Here, we describe a new, simple, highly multiplexed serological test that generates a more complete picture of seroconversion than single antigen‐based assays. Flow cytometry is used to detect multiple Ig isotypes binding to four SARS‐CoV‐2 antigens: the Spike glycoprotein, its RBD fragment (the main target for neutralizing antibodies), the nucleocapsid protein, and the main cysteine‐like protease in a single reaction. Until now, most diagnostic serological tests measured antibodies to only one antigen and in some laboratory‐confirmed patients no SARS‐CoV‐2‐specific antibodies could be detected. Our data reveal that while most patients respond against all the viral antigens tested, others show a marked bias to make antibodies against either proteins exposed on the viral particle or those released after cellular infection.

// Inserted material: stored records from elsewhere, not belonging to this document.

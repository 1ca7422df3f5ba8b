//! Pipeline metrics
//!
//! Thin helpers over the `metrics` facade plus an in-memory aggregator of
//! sensor values for end-of-run summaries. Without an installed recorder
//! every helper is a no-op.

use contracts::SensorReadings;
use metrics::{counter, gauge, histogram};
use serde::Serialize;

/// A telemetry record entered the worker (raw line with JSON, or simulated)
pub fn record_reading_received(source: &str) {
    counter!(
        "soil_monitor_readings_received_total",
        "source" => source.to_string()
    )
    .increment(1);
}

/// Sensor reading persisted
pub fn record_reading_stored(sensors: &SensorReadings) {
    counter!("soil_monitor_readings_stored_total").increment(1);
    gauge!("soil_monitor_temperature_celsius").set(sensors.temperature);
    gauge!("soil_monitor_humidity_percent").set(sensors.humidity);
    gauge!("soil_monitor_ph").set(sensors.ph);
}

/// Frame rejected by the parser (`malformed_json`, `missing_field`)
pub fn record_parse_error(kind: &str) {
    counter!(
        "soil_monitor_parse_errors_total",
        "kind" => kind.to_string()
    )
    .increment(1);
}

/// Line without a JSON object
pub fn record_line_ignored() {
    counter!("soil_monitor_lines_ignored_total").increment(1);
}

/// Failed store write
pub fn record_storage_failure(operation: &str, kind: &str) {
    counter!(
        "soil_monitor_storage_failures_total",
        "operation" => operation.to_string(),
        "kind" => kind.to_string()
    )
    .increment(1);
}

/// Items waiting in the ingestion queue
pub fn record_queue_depth(depth: usize) {
    gauge!("soil_monitor_queue_depth").set(depth as f64);
}

/// Time spent handling one queue item, storage included
pub fn record_item_latency_ms(latency_ms: f64) {
    histogram!("soil_monitor_item_latency_ms").record(latency_ms);
}

/// Online mean/variance/min/max (Welford)
#[derive(Debug, Clone, Default)]
pub struct RunningStats {
    count: u64,
    mean: f64,
    m2: f64,
    min: f64,
    max: f64,
}

impl RunningStats {
    pub fn push(&mut self, value: f64) {
        if !value.is_finite() {
            return;
        }
        self.count += 1;

        if self.count == 1 {
            self.min = value;
            self.max = value;
            self.mean = value;
            self.m2 = 0.0;
            return;
        }

        self.min = self.min.min(value);
        self.max = self.max.max(value);
        let delta = value - self.mean;
        self.mean += delta / self.count as f64;
        self.m2 += delta * (value - self.mean);
    }

    pub fn count(&self) -> u64 {
        self.count
    }

    pub fn is_empty(&self) -> bool {
        self.count == 0
    }

    /// Mean, `None` without samples
    pub fn mean(&self) -> Option<f64> {
        (self.count > 0).then_some(self.mean)
    }

    /// Sample variance
    pub fn variance(&self) -> f64 {
        if self.count < 2 {
            0.0
        } else {
            self.m2 / (self.count - 1) as f64
        }
    }

    pub fn std_dev(&self) -> f64 {
        self.variance().sqrt()
    }

    pub fn min(&self) -> Option<f64> {
        (self.count > 0).then_some(self.min)
    }

    pub fn max(&self) -> Option<f64> {
        (self.count > 0).then_some(self.max)
    }
}

/// Summary of one running statistic
#[derive(Debug, Clone, Copy, Default, PartialEq, Serialize)]
pub struct StatsSummary {
    pub count: u64,
    pub min: f64,
    pub max: f64,
    pub mean: f64,
    pub std_dev: f64,
}

impl From<&RunningStats> for StatsSummary {
    fn from(stats: &RunningStats) -> Self {
        Self {
            count: stats.count,
            min: stats.min().unwrap_or_default(),
            max: stats.max().unwrap_or_default(),
            mean: stats.mean().unwrap_or_default(),
            std_dev: stats.std_dev(),
        }
    }
}

impl std::fmt::Display for StatsSummary {
    fn fmt(&self, f: &mut std::fmt::Formatter<'_>) -> std::fmt::Result {
        if self.count == 0 {
            write!(f, "N/A")
        } else {
            write!(
                f,
                "mean={:.2}, min={:.2}, max={:.2}, std={:.2} (n={})",
                self.mean, self.min, self.max, self.std_dev, self.count
            )
        }
    }
}

/// Aggregates sensor values of the readings seen in one run
#[derive(Debug, Clone, Default)]
pub struct SensorAggregator {
    pub temperature: RunningStats,
    pub humidity: RunningStats,
    pub ph: RunningStats,
}

impl SensorAggregator {
    pub fn new() -> Self {
        Self::default()
    }

    pub fn update(&mut self, sensors: &SensorReadings) {
        self.temperature.push(sensors.temperature);
        self.humidity.push(sensors.humidity);
        self.ph.push(sensors.ph);
    }

    pub fn summary(&self) -> SensorSummary {
        SensorSummary {
            temperature: StatsSummary::from(&self.temperature),
            humidity: StatsSummary::from(&self.humidity),
            ph: StatsSummary::from(&self.ph),
        }
    }

    pub fn reset(&mut self) {
        *self = Self::default();
    }
}

/// Per-sensor summaries
#[derive(Debug, Clone, Copy, Default, PartialEq, Serialize)]
pub struct SensorSummary {
    pub temperature: StatsSummary,
    pub humidity: StatsSummary,
    pub ph: StatsSummary,
}

impl std::fmt::Display for SensorSummary {
    fn fmt(&self, f: &mut std::fmt::Formatter<'_>) -> std::fmt::Result {
        writeln!(f, "Temperature (°C): {}", self.temperature)?;
        writeln!(f, "Humidity (%): {}", self.humidity)?;
        writeln!(f, "pH: {}", self.ph)
    }
}
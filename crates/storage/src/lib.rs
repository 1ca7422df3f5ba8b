//! # Storage
//!
//! Implementations of [`contracts::TelemetryStore`]:
//! - `SqliteStore`: durable, `rusqlite` on the blocking pool
//! - `MemoryStore`: in-process, for tests and dry runs
//!
//! Both derive threshold alerts from each stored reading.

mod alerts;
mod memory;
mod sqlite;

pub use alerts::derive_alerts;
pub use memory::MemoryStore;
pub use sqlite::{SqliteStore, MEMORY_PATH};
//! `validate` command implementation.

use anyhow::{Context, Result};
use contracts::{DeviceMode, MonitorBlueprint};
use serde::Serialize;
use tracing::info;

use crate::cli::ValidateArgs;

/// Validation result for JSON output
#[derive(Serialize)]
struct ValidationResult {
    valid: bool,
    config_path: String,
    #[serde(skip_serializing_if = "Option::is_none")]
    error: Option<String>,
    #[serde(skip_serializing_if = "Vec::is_empty")]
    warnings: Vec<String>,
    #[serde(skip_serializing_if = "Option::is_none")]
    summary: Option<ConfigSummary>,
}

#[derive(Serialize)]
struct ConfigSummary {
    version: String,
    mode: &'static str,
    device: String,
    database: String,
    queue_capacity: usize,
    retention_days: u32,
}

/// Execute the `validate` command
pub fn run_validate(args: &ValidateArgs) -> Result<()> {
    info!(config = %args.config.display(), "Validating configuration");

    let result = validate_config(args);

    if args.json {
        let json = serde_json::to_string_pretty(&result)
            .context("Failed to serialize validation result")?;
        println!("{}", json);
    } else {
        print_validation_result(&result);
    }

    if result.valid {
        Ok(())
    } else {
        anyhow::bail!("Configuration validation failed")
    }
}

fn validate_config(args: &ValidateArgs) -> ValidationResult {
    let config_path = args.config.display().to_string();

    if !args.config.exists() {
        return ValidationResult {
            valid: false,
            error: Some(format!("File not found: {config_path}")),
            config_path,
            warnings: Vec::new(),
            summary: None,
        };
    }

    match config_loader::ConfigLoader::load_from_path(&args.config) {
        Ok(blueprint) => ValidationResult {
            valid: true,
            config_path,
            error: None,
            warnings: collect_warnings(&blueprint),
            summary: Some(ConfigSummary {
                version: format!("{:?}", blueprint.version),
                mode: blueprint.device.mode.as_str(),
                device: device_description(&blueprint),
                database: blueprint.storage.path.display().to_string(),
                queue_capacity: blueprint.pipeline.queue_capacity,
                retention_days: blueprint.storage.retention_days,
            }),
        },
        Err(e) => ValidationResult {
            valid: false,
            config_path,
            error: Some(e.to_string()),
            warnings: Vec::new(),
            summary: None,
        },
    }
}

fn device_description(blueprint: &MonitorBlueprint) -> String {
    match blueprint.device.mode {
        DeviceMode::Live => format!(
            "{} @ {} baud",
            blueprint.device.address, blueprint.device.baud_rate
        ),
        DeviceMode::Simulated => format!("simulator every {} ms", blueprint.simulator.interval_ms),
        DeviceMode::Replay => blueprint
            .replay
            .path
            .as_ref()
            .map(|p| p.display().to_string())
            .unwrap_or_default(),
    }
}

/// Collect configuration warnings (non-fatal issues)
fn collect_warnings(blueprint: &MonitorBlueprint) -> Vec<String> {
    let mut warnings = Vec::new();

    if blueprint.storage.path.as_os_str() == storage::MEMORY_PATH {
        warnings.push("storage.path is ':memory:' - data is lost on exit".to_string());
    }
    if !blueprint.pipeline.report_dir.is_dir() {
        warnings.push(format!(
            "pipeline.report_dir '{}' does not exist yet - it is created on shutdown",
            blueprint.pipeline.report_dir.display()
        ));
    }
    if blueprint.storage.cleanup_interval() > blueprint.storage.retention() {
        warnings.push("storage.cleanup_interval_secs exceeds the retention period".to_string());
    }
    if blueprint.device.mode == DeviceMode::Simulated && blueprint.simulator.seed.is_none() {
        warnings.push("simulator.seed not set - simulated data is not reproducible".to_string());
    }
    if blueprint.device.mode != DeviceMode::Replay && blueprint.replay.path.is_some() {
        warnings.push("replay.path is set but device.mode is not 'replay'".to_string());
    }

    warnings
}

fn print_validation_result(result: &ValidationResult) {
    if result.valid {
        println!("✓ Configuration is valid: {}", result.config_path);

        if let Some(ref summary) = result.summary {
            println!("\n  Version: {}", summary.version);
            println!("  Mode: {}", summary.mode);
            println!("  Device: {}", summary.device);
            println!("  Database: {}", summary.database);
            println!("  Queue capacity: {}", summary.queue_capacity);
            println!("  Retention: {} days", summary.retention_days);
        }

        if !result.warnings.is_empty() {
            println!("\n⚠ Warnings:");
            for warning in &result.warnings {
                println!("  - {}", warning);
            }
        }
    } else {
        println!("✗ Configuration is invalid: {}", result.config_path);
        if let Some(ref error) = result.error {
            println!("\n  Error: {}", error);
        }
    }
}
//! Live device link: serial port or a TCP serial bridge

use std::io::{ErrorKind, Read};
use std::net::{TcpStream, ToSocketAddrs};
use std::sync::atomic::{AtomicBool, Ordering};
use std::sync::Arc;
use std::time::Duration;

use contracts::DeviceConfig;
use tracing::{debug, error, info, warn};

use super::lines::{dispatch_line, LineBuffer};
use crate::error::LinkError;
use crate::queue::QueueProducer;

/// Pause after a transient read error
const RETRY_PAUSE: Duration = Duration::from_millis(200);

/// Boxed byte source owned by the reading loop
pub(crate) type ByteStream = Box<dyn Read + Send>;

/// Where the live bytes come from
#[derive(Debug, Clone, PartialEq, Eq)]
pub enum LiveEndpoint {
    /// Local serial device path
    Serial { path: String, baud_rate: u32 },
    /// `tcp://host:port` serial bridge
    Tcp { host_port: String },
}

impl LiveEndpoint {
    /// Interpret a configured address
    pub fn from_address(address: &str, baud_rate: u32) -> Self {
        match address.strip_prefix("tcp://") {
            Some(host_port) => Self::Tcp {
                host_port: host_port.to_string(),
            },
            None => Self::Serial {
                path: address.to_string(),
                baud_rate,
            },
        }
    }
}

/// Live link settings
#[derive(Debug, Clone)]
pub struct LiveLink {
    pub(crate) address: String,
    pub(crate) endpoint: LiveEndpoint,
    pub(crate) read_timeout: Duration,
}

impl LiveLink {
    pub fn new(config: &DeviceConfig) -> Self {
        Self {
            address: config.address.clone(),
            endpoint: LiveEndpoint::from_address(&config.address, config.baud_rate),
            read_timeout: config.read_timeout(),
        }
    }

    pub fn endpoint(&self) -> &LiveEndpoint {
        &self.endpoint
    }

    /// Open the channel; blocking, run it off the async runtime
    pub(crate) fn open(&self) -> Result<ByteStream, LinkError> {
        match &self.endpoint {
            LiveEndpoint::Serial { path, baud_rate } => {
                let port = serialport::new(path.as_str(), *baud_rate)
                    .timeout(self.read_timeout)
                    .open()
                    .map_err(|e| LinkError::connect(&self.address, e))?;
                info!(path = %path, baud_rate, "serial port opened");
                Ok(Box::new(port))
            }
            LiveEndpoint::Tcp { host_port } => {
                let addr = host_port
                    .to_socket_addrs()
                    .map_err(|e| LinkError::connect(&self.address, e))?
                    .next()
                    .ok_or_else(|| LinkError::connect(&self.address, "address did not resolve"))?;
                let stream = TcpStream::connect_timeout(&addr, self.read_timeout.max(Duration::from_secs(1)))
                    .map_err(|e| LinkError::connect(&self.address, e))?;
                stream
                    .set_read_timeout(Some(self.read_timeout))
                    .map_err(|e| LinkError::io(&self.address, e))?;
                info!(peer = %addr, "tcp serial bridge connected");
                Ok(Box::new(stream))
            }
        }
    }
}

/// Blocking reading loop
///
/// Read timeouts are idle time and only re-check the running flag.
/// End of stream and dead connections end the loop; other errors are retried.
pub(crate) fn read_loop(
    mut stream: ByteStream,
    producer: QueueProducer,
    running: Arc<AtomicBool>,
    source: String,
) {
    let mut chunk = [0u8; 1024];
    let mut lines = LineBuffer::default();
    info!(source = %source, "live reading loop started");

    while running.load(Ordering::Relaxed) {
        match stream.read(&mut chunk) {
            Ok(0) => {
                warn!(source = %source, "device closed the stream");
                break;
            }
            Ok(n) => {
                for line in lines.feed(&chunk[..n]) {
                    if dispatch_line(&line, &producer, &source).is_err() {
                        debug!(source = %source, "queue closed, leaving reading loop");
                        return;
                    }
                }
            }
            Err(e) if matches!(e.kind(), ErrorKind::TimedOut | ErrorKind::WouldBlock) => {}
            Err(e) if e.kind() == ErrorKind::Interrupted => {}
            Err(e) if is_fatal(e.kind()) => {
                error!(source = %source, error = %e, "device link lost");
                break;
            }
            Err(e) => {
                warn!(source = %source, error = %e, "transient read error, retrying");
                std::thread::sleep(RETRY_PAUSE);
            }
        }
    }

    info!(source = %source, "live reading loop stopped");
}

fn is_fatal(kind: ErrorKind) -> bool {
    matches!(
        kind,
        ErrorKind::UnexpectedEof
            | ErrorKind::BrokenPipe
            | ErrorKind::ConnectionReset
            | ErrorKind::ConnectionAborted
            | ErrorKind::NotConnected
    )
}
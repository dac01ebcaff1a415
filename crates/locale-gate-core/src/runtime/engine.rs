// locale-gate-core/src/runtime/engine.rs
// ============================================================================
// Module: Validation Engine
// Description: Single-pass driver over the locale directory tree.
// Purpose: Load, flatten, and compare every (locale, namespace) pair.
// Dependencies: crate::{core, interfaces, runtime}, serde_json, thiserror
// ============================================================================

//! ## Overview
//! The engine runs one sequential batch pass: load and syntax-check the
//! source locale's namespaces, discover target locale directories, then
//! compare each (locale, namespace) pair in a fixed order. Unreadable
//! target files become per-pair error issues and never stop the pass; an
//! unreadable *source* file is fatal because no schema exists to compare
//! against.

// ============================================================================
// SECTION: Imports
// ============================================================================

use std::collections::BTreeSet;
use std::collections::HashMap;
use std::fs;
use std::path::Path;
use std::path::PathBuf;

use serde_json::Value;
use thiserror::Error;

use crate::core::Issue;
use crate::core::IssueKind;
use crate::core::LocaleId;
use crate::core::Namespace;
use crate::core::ValidationReport;
use crate::core::flatten;
use crate::interfaces::MessageParser;
use crate::runtime::comparator::SourceNamespace;
use crate::runtime::comparator::compare_namespace;
use crate::runtime::placeholders::extract_placeholders;

// ============================================================================
// SECTION: Configuration
// ============================================================================

/// Inputs fixing one validation pass.
#[derive(Debug, Clone, PartialEq, Eq)]
pub struct EngineConfig {
    /// Root directory holding one subdirectory per locale.
    pub root: PathBuf,
    /// The authoritative locale.
    pub source_locale: LocaleId,
    /// Closed namespace set; one JSON document each per locale.
    pub namespaces: Vec<Namespace>,
}

// ============================================================================
// SECTION: Errors
// ============================================================================

/// Fatal conditions that abort the pass before any comparison.
#[derive(Debug, Error)]
pub enum EngineError {
    /// A source-locale namespace file could not be read.
    #[error("failed to read source catalog {path}: {source}")]
    SourceRead {
        /// Path of the unreadable file.
        path: PathBuf,
        /// Underlying I/O failure.
        #[source]
        source: std::io::Error,
    },
    /// A source-locale namespace file is not valid JSON.
    #[error("failed to parse source catalog {path}: {source}")]
    SourceParse {
        /// Path of the malformed file.
        path: PathBuf,
        /// Underlying JSON failure.
        #[source]
        source: serde_json::Error,
    },
    /// The locale root directory could not be listed.
    #[error("failed to list locale directories in {path}: {source}")]
    RootList {
        /// Path of the unreadable root.
        path: PathBuf,
        /// Underlying I/O failure.
        #[source]
        source: std::io::Error,
    },
}

/// Why a single document failed to load. Recoverable for targets.
#[derive(Debug, Error)]
enum DocumentError {
    /// The file could not be read.
    #[error("{0}")]
    Read(#[from] std::io::Error),
    /// The file is not valid JSON.
    #[error("{0}")]
    Parse(#[from] serde_json::Error),
}

// ============================================================================
// SECTION: Engine
// ============================================================================

/// Single-pass validation driver.
pub struct ValidationEngine<'p> {
    /// Inputs fixing this pass.
    config: EngineConfig,
    /// Injected message-grammar capability.
    parser: &'p dyn MessageParser,
}

impl<'p> ValidationEngine<'p> {
    /// Creates an engine over a configuration and parser capability.
    #[must_use]
    pub const fn new(config: EngineConfig, parser: &'p dyn MessageParser) -> Self {
        Self {
            config,
            parser,
        }
    }

    /// Runs the full validation pass.
    ///
    /// # Errors
    ///
    /// Returns [`EngineError`] only for fatal conditions: an unreadable or
    /// malformed source-locale file, or an unlistable locale root.
    pub fn run(&self) -> Result<ValidationReport, EngineError> {
        let mut report = ValidationReport::new();
        let sources = self.load_source_schema(&mut report)?;
        let locales = self.discover_locales()?;
        report.locales.clone_from(&locales);

        for locale in &locales {
            report.coverage_mut(locale);
            for source in &sources {
                let path = self.document_path(locale, &source.namespace);
                match load_document(&path) {
                    Ok(document) => {
                        let comparison =
                            compare_namespace(source, &document, self.parser, locale);
                        report.issues.extend(comparison.issues);
                        report.coverage_mut(locale).merge(comparison.coverage);
                    }
                    Err(error) => {
                        report.issues.push(Issue::new(
                            IssueKind::FileUnreadable,
                            locale.clone(),
                            source.namespace.clone(),
                            None,
                            format!("file missing or invalid: {error}"),
                        ));
                        report.coverage_mut(locale).total += source.catalog.len();
                    }
                }
            }
        }
        Ok(report)
    }

    /// Loads and syntax-checks every source namespace.
    ///
    /// Source values that fail to parse produce `SourceSyntax` issues and an
    /// empty placeholder set; the pass continues with whatever could be
    /// extracted.
    fn load_source_schema(
        &self,
        report: &mut ValidationReport,
    ) -> Result<Vec<SourceNamespace>, EngineError> {
        let mut sources = Vec::with_capacity(self.config.namespaces.len());
        for namespace in &self.config.namespaces {
            let path = self.document_path(&self.config.source_locale, namespace);
            let document = load_document(&path).map_err(|error| match error {
                DocumentError::Read(source) => EngineError::SourceRead {
                    path: path.clone(),
                    source,
                },
                DocumentError::Parse(source) => EngineError::SourceParse {
                    path: path.clone(),
                    source,
                },
            })?;
            let catalog = flatten(&document);
            let mut placeholders = HashMap::with_capacity(catalog.len());
            for (key, message) in catalog.iter() {
                match self.parser.parse_message(message) {
                    Ok(nodes) => {
                        placeholders.insert(key.to_string(), extract_placeholders(&nodes));
                    }
                    Err(error) => {
                        report.issues.push(Issue::new(
                            IssueKind::SourceSyntax,
                            self.config.source_locale.clone(),
                            namespace.clone(),
                            Some(key.to_string()),
                            format!("invalid message syntax: {error}"),
                        ));
                        placeholders.insert(key.to_string(), BTreeSet::new());
                    }
                }
            }
            sources.push(SourceNamespace {
                namespace: namespace.clone(),
                catalog,
                placeholders,
            });
        }
        Ok(sources)
    }

    /// Lists target locale directories, excluding the source locale.
    ///
    /// Sorted by name so comparison and report order are deterministic
    /// regardless of directory enumeration order.
    fn discover_locales(&self) -> Result<Vec<LocaleId>, EngineError> {
        let entries = fs::read_dir(&self.config.root).map_err(|source| EngineError::RootList {
            path: self.config.root.clone(),
            source,
        })?;
        let mut locales = Vec::new();
        for entry in entries {
            let entry = entry.map_err(|source| EngineError::RootList {
                path: self.config.root.clone(),
                source,
            })?;
            let path = entry.path();
            if !path.is_dir() {
                continue;
            }
            let Some(name) = path.file_name().and_then(|name| name.to_str()) else {
                continue;
            };
            if name == self.config.source_locale.as_str() {
                continue;
            }
            locales.push(LocaleId::new(name));
        }
        locales.sort();
        Ok(locales)
    }

    /// Path of one (locale, namespace) document under the root.
    fn document_path(&self, locale: &LocaleId, namespace: &Namespace) -> PathBuf {
        self.config
            .root
            .join(locale.as_str())
            .join(namespace.file_name())
    }
}

// ============================================================================
// SECTION: Document Loading
// ============================================================================

/// Reads and parses one JSON document.
fn load_document(path: &Path) -> Result<Value, DocumentError> {
    let contents = fs::read_to_string(path)?;
    let document = serde_json::from_str(&contents)?;
    Ok(document)
}
// msg-grammar/src/tests.rs
// ============================================================================
// Module: Message Grammar Unit Tests
// Description: In-crate tests for lexical edge cases of the parser.
// Purpose: Cover apostrophe escaping and literal-text boundaries.
// ============================================================================

#![allow(
    clippy::panic,
    clippy::unwrap_used,
    clippy::expect_used,
    clippy::panic_in_result_fn,
    clippy::unwrap_in_result,
    reason = "Test-only assertions are permitted."
)]

use crate::MessageNode;
use crate::SyntaxErrorKind;
use crate::parse;

/// Collapses a parse of pure text into its literal content.
fn parse_text(message: &str) -> String {
    match parse(message).unwrap().as_slice() {
        [] => String::new(),
        [MessageNode::Text(text)] => text.clone(),
        other => panic!("expected a single text node, got {other:?}"),
    }
}

#[test]
fn empty_message_parses_to_no_nodes() {
    assert!(parse("").unwrap().is_empty());
}

#[test]
fn double_apostrophe_is_literal() {
    assert_eq!(parse_text("It''s fine"), "It's fine");
}

#[test]
fn lone_apostrophe_is_literal() {
    assert_eq!(parse_text("don't"), "don't");
}

#[test]
fn quoted_brace_is_literal() {
    assert_eq!(parse_text("literal '{' brace"), "literal { brace");
}

#[test]
fn quoted_run_swallows_interpolation() {
    assert_eq!(parse_text("'{count}' items"), "{count} items");
}

#[test]
fn quoted_run_with_doubled_apostrophe() {
    assert_eq!(parse_text("'{it''s}'"), "{it's}");
}

#[test]
fn unterminated_quote_is_an_error() {
    let err = parse("broken '{quote").unwrap_err();
    assert_eq!(err.kind, SyntaxErrorKind::UnterminatedQuote);
    assert_eq!(err.offset, 7);
}

#[test]
fn lone_angle_bracket_is_literal() {
    assert_eq!(parse_text("a < b"), "a < b");
}

#[test]
fn angle_bracket_before_digit_is_literal() {
    assert_eq!(parse_text("score <3"), "score <3");
}

#[test]
fn hash_is_plain_text() {
    assert_eq!(parse_text("#1 fan"), "#1 fan");
}

#[test]
fn quoted_hash_is_literal() {
    assert_eq!(parse_text("'#' one"), "# one");
}
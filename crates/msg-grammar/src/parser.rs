// msg-grammar/src/parser.rs
// ============================================================================
// Module: Message Parser
// Description: Recursive-descent parser for the interpolation grammar.
// Purpose: Turn a message string into a node tree or a positioned error.
// Dependencies: crate::{ast, error}
// ============================================================================

//! ## Overview
//! The parser recognizes plain text, `{name}` arguments, typed arguments
//! (`number`, `date`, `time` with an optional style token), `plural` and
//! `select` constructs with recursively parsed case bodies, and inline tags
//! (`<b>...</b>`, `<br/>`). Apostrophe escaping follows the ICU convention:
//! `'` quotes a literal run when immediately followed by `{`, `}`, `<`, or
//! `#`, and `''` is a literal apostrophe. Nested constructs inside case
//! bodies and tag children need no escaping.
//!
//! Parsing stops at the first malformed construct and reports it with a
//! byte offset. Plain text always parses.

// ============================================================================
// SECTION: Imports
// ============================================================================

use crate::ast::ArgumentFormat;
use crate::ast::MessageCase;
use crate::ast::MessageNode;
use crate::error::SyntaxError;
use crate::error::SyntaxErrorKind;

// ============================================================================
// SECTION: Entry Point
// ============================================================================

/// Parses a message string into its node tree.
///
/// # Errors
///
/// Returns [`SyntaxError`] describing the first malformed construct.
pub fn parse(message: &str) -> Result<Vec<MessageNode>, SyntaxError> {
    let mut parser = Parser::new(message);
    parser.parse_sequence(Scope::Root)
}

// ============================================================================
// SECTION: Parser State
// ============================================================================

/// Enclosing context of the sequence currently being parsed.
#[derive(Clone, Copy)]
enum Scope<'a> {
    /// Top level of the message.
    Root,
    /// Inside a plural/select case body; a bare `}` ends the sequence.
    CaseBody,
    /// Inside tag children; a `</` marker ends the sequence.
    TagChildren(&'a str),
}

/// Cursor over the message source.
struct Parser<'a> {
    /// Full message source.
    input: &'a str,
    /// Current byte offset into `input`.
    pos: usize,
}
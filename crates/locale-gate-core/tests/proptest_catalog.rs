// locale-gate-core/tests/proptest_catalog.rs
// ============================================================================
// Module: Catalog Flattening Properties
// Description: Property-based coverage for the document flattener.
// Purpose: Ensure flattening is total, injective, and string-only.
// Dependencies: locale-gate-core, proptest, serde_json
// ============================================================================
//! ## Overview
//! Generates arbitrary JSON trees and checks the flattener's structural
//! guarantees: one key path per string leaf, non-string leaves dropped,
//! deterministic output.

#![allow(
    clippy::panic,
    clippy::print_stdout,
    clippy::print_stderr,
    clippy::unwrap_used,
    clippy::expect_used,
    clippy::use_debug,
    clippy::dbg_macro,
    clippy::panic_in_result_fn,
    clippy::unwrap_in_result,
    reason = "Test-only output and panic-based assertions are permitted."
)]

use locale_gate_core::flatten;
use proptest::prelude::*;
use serde_json::Value;

/// Strategy producing arbitrary JSON documents of bounded depth.
fn json_document() -> impl Strategy<Value = Value> {
    let leaf = prop_oneof![
        Just(Value::Null),
        any::<bool>().prop_map(Value::Bool),
        any::<i64>().prop_map(|number| Value::Number(number.into())),
        "[a-z ]{0,10}".prop_map(Value::String),
    ];
    leaf.prop_recursive(4, 48, 6, |inner| {
        prop_oneof![
            prop::collection::vec(inner.clone(), 0..5).prop_map(Value::Array),
            prop::collection::btree_map("[a-z]{1,6}", inner, 0..5)
                .prop_map(|entries| Value::Object(entries.into_iter().collect())),
        ]
    })
}

/// Counts string leaves reachable through objects and arrays.
fn count_string_leaves(value: &Value) -> usize {
    match value {
        Value::String(_) => 1,
        Value::Array(items) => items.iter().map(count_string_leaves).sum(),
        Value::Object(entries) => entries.values().map(count_string_leaves).sum(),
        Value::Number(_) | Value::Bool(_) | Value::Null => 0,
    }
}

/// Resolves a flattened key path back to a node in the document.
fn resolve<'a>(document: &'a Value, path: &str) -> Option<&'a Value> {
    let mut current = document;
    for segment in path.split('.') {
        current = match current {
            Value::Object(entries) => entries.get(segment)?,
            Value::Array(items) => items.get(segment.parse::<usize>().ok()?)?,
            Value::String(_) | Value::Number(_) | Value::Bool(_) | Value::Null => return None,
        };
    }
    Some(current)
}

proptest! {
    /// Every string leaf yields exactly one key path.
    #[test]
    fn one_key_path_per_string_leaf(document in json_document()) {
        let container_leaves = match &document {
            Value::Object(_) | Value::Array(_) => count_string_leaves(&document),
            // A scalar root has no addressable path.
            Value::String(_) | Value::Number(_) | Value::Bool(_) | Value::Null => 0,
        };
        prop_assert_eq!(flatten(&document).len(), container_leaves);
    }

    /// Every flattened entry resolves back to its string leaf.
    #[test]
    fn entries_resolve_to_their_leaves(document in json_document()) {
        let catalog = flatten(&document);
        for (path, message) in catalog.iter() {
            let node = resolve(&document, path);
            prop_assert_eq!(node, Some(&Value::String(message.to_string())));
        }
    }

    /// Flattening the same document twice yields identical catalogs.
    #[test]
    fn flattening_is_deterministic(document in json_document()) {
        prop_assert_eq!(flatten(&document), flatten(&document));
    }
}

With this assay, it was possible to discriminate between patients and healthy controls with 100% confidence. Analysing the response of multiple Ig isotypes to the four antigens in combination may also help to establish a correlation with the severity degree of disease. A more detailed description of the immune responses of different patients to SARS‐CoV‐2 virus might provide insight into the wide array of clinical presentations of COVID‐19.